Mme [Y] conclut au débouté des époux [C] dès lors que le droit de passage ne peut être constaté que par le juge du fond et qu’en tout état de cause, il n’est pas établi qu’au jour de la demande, soit le 11 septembre 2025 , le chemin n’est pas accessible.
Il résulte de trois attestations produites aux débats (pièces 23, 24 et 28) par les époux [C] et des photographies versées aux débats dont il n’est pas contesté par Mme [Y] qu’elles aient bien été prises sur les lieux litigieux, la contestation portant sur la date et sur l’état au jour de la demande, que Mme [Y], considérant que les époux [C] ne bénéficient pas d’un droit de passage, a choisi de régler le litige existant entre les parties relatif à ce droit de passage en obstruant ce passage soit par le stationnement de véhicules, soit par le déôt d’objets et ce courant, août 2025 et septembre 2025 eu égard aux attestations susvisées.

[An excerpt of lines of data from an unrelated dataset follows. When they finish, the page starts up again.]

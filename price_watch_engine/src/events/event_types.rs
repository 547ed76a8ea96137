use chrono::{DateTime, Utc};
use serde::Serialize;

use crate::db_types::{ItemId, Order, ReconciliationAnomaly, Watch, WatchId};

/// A watch fired and its order exists.
#[derive(Debug, Clone, PartialEq, Eq, Serialize)]
pub struct WatchExecutedEvent {
    pub watch: Watch,
    pub order: Order,
}

impl WatchExecutedEvent {
    pub fn new(watch: Watch, order: Order) -> Self {
        Self { watch, order }
    }
}

#[derive(Debug, Clone, PartialEq, Eq, Serialize)]
pub struct WatchExpiredEvent {
    pub watch: Watch,
}

impl WatchExpiredEvent {
    pub fn new(watch: Watch) -> Self {
        Self { watch }
    }
}

/// An item was claimed but the purchase could not be completed. Someone has to look at this.
#[derive(Debug, Clone, PartialEq, Eq, Serialize)]
pub struct AnomalyDetectedEvent {
    pub watch_id: WatchId,
    pub item_id: ItemId,
    pub reason: String,
    pub detected_at: DateTime<Utc>,
    /// `None` when the anomaly could not even be written to the reconciliation queue.
    pub anomaly: Option<ReconciliationAnomaly>,
}

#[derive(Debug, Clone, PartialEq, Eq)]
pub enum EventType {
    WatchExecuted(WatchExecutedEvent),
    WatchExpired(WatchExpiredEvent),
    AnomalyDetected(AnomalyDetectedEvent),
}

Ainsi, alors que Mme [Y] ne saurait empêcher les époux [C] de rejoindre leur parcelle en voiture, sans aucune décision de justice en ce sens, et compte tenu des attestations versées aux débats sur la situation du fonds des époux [C] et l’impossibilité de l’accès à ce fonds par une autre voie, notamment pour permettre le passage des véhicules de secours, il convient de constater l’existence d’un trouble manifestement illicite et de faire droit à la demande reconventionnelle des époux [C] , pour le cas où Mme [Y] n’aurait pas depuis lors mis fin à cette situation.
Il n’y a pas lieu à faire droit à la demande d’astreinte qui n’apparaît pas nécessaire en l’état.
Sur les dépens et les frais irrépétibles
L’équité et la nature du litige ne commandent pas de faire application de l’article 700 du code de procédure civile et les parties sont déboutées de leur demande de ce chef.
Eu égard à la nature de la décision, il convient de dire que chacune des parties conservera la charge de ses dépens.
PAR CES MOTIFS :
Statuant par mise à disposition au greffe, en matière de référés, par ordonnance contradictoire et en premier ressort :
Vu les articles 834 et 835 du code de procédure civile,
Autorisons Mme [N] [Y] à accéder à la parcelle cadastrée AC [Cadastre 8] appartenant à Mme [R] [G] et à la parcelle AC [Cadastre 5] appartenant à M. [B] [C] et Mme [H] [C] pour faire réaliser les travaux de réfection de son mur de soutènement et pour faire supprimer les débords de la fondation du muret , selon les conditions suivantes :
▸ reprise d’une surface d’environ 4 mètres de large sur 2,5 mètres à 3 mètres de profondeur sur la parcelle AC [Cadastre 8] de Mme [G],
▸ besoin de passer sur la parcelle AC [Cadastre 8] de Mme [G] et besoin de passer sur le terrain AC273 de Mme et M. [C] pour prendre l’alignement de la limite de propriété afin de connaître l’extrémité du mur de soutènement à reprendre,
▸ date de début des travaux à définir selon les conditions météorologiques, avec un délai de prévenance des défendeurs de 15 jours,
▸ durée maximale des travaux de 15 jours,
▸ heures d’intervention : entre 7h45 à 16h ;
Ordonnons à Mme [N] [Y] de ne pas obstruer volontairement l’accès des époux [C] à la parcelle AC [Cadastre 5] et de supprimer tout objet obstruant cet accès ;
Déboutons les parties de leurs autres demandes ;
Disons que chacune des parties conservera la charge de ses propres dépens.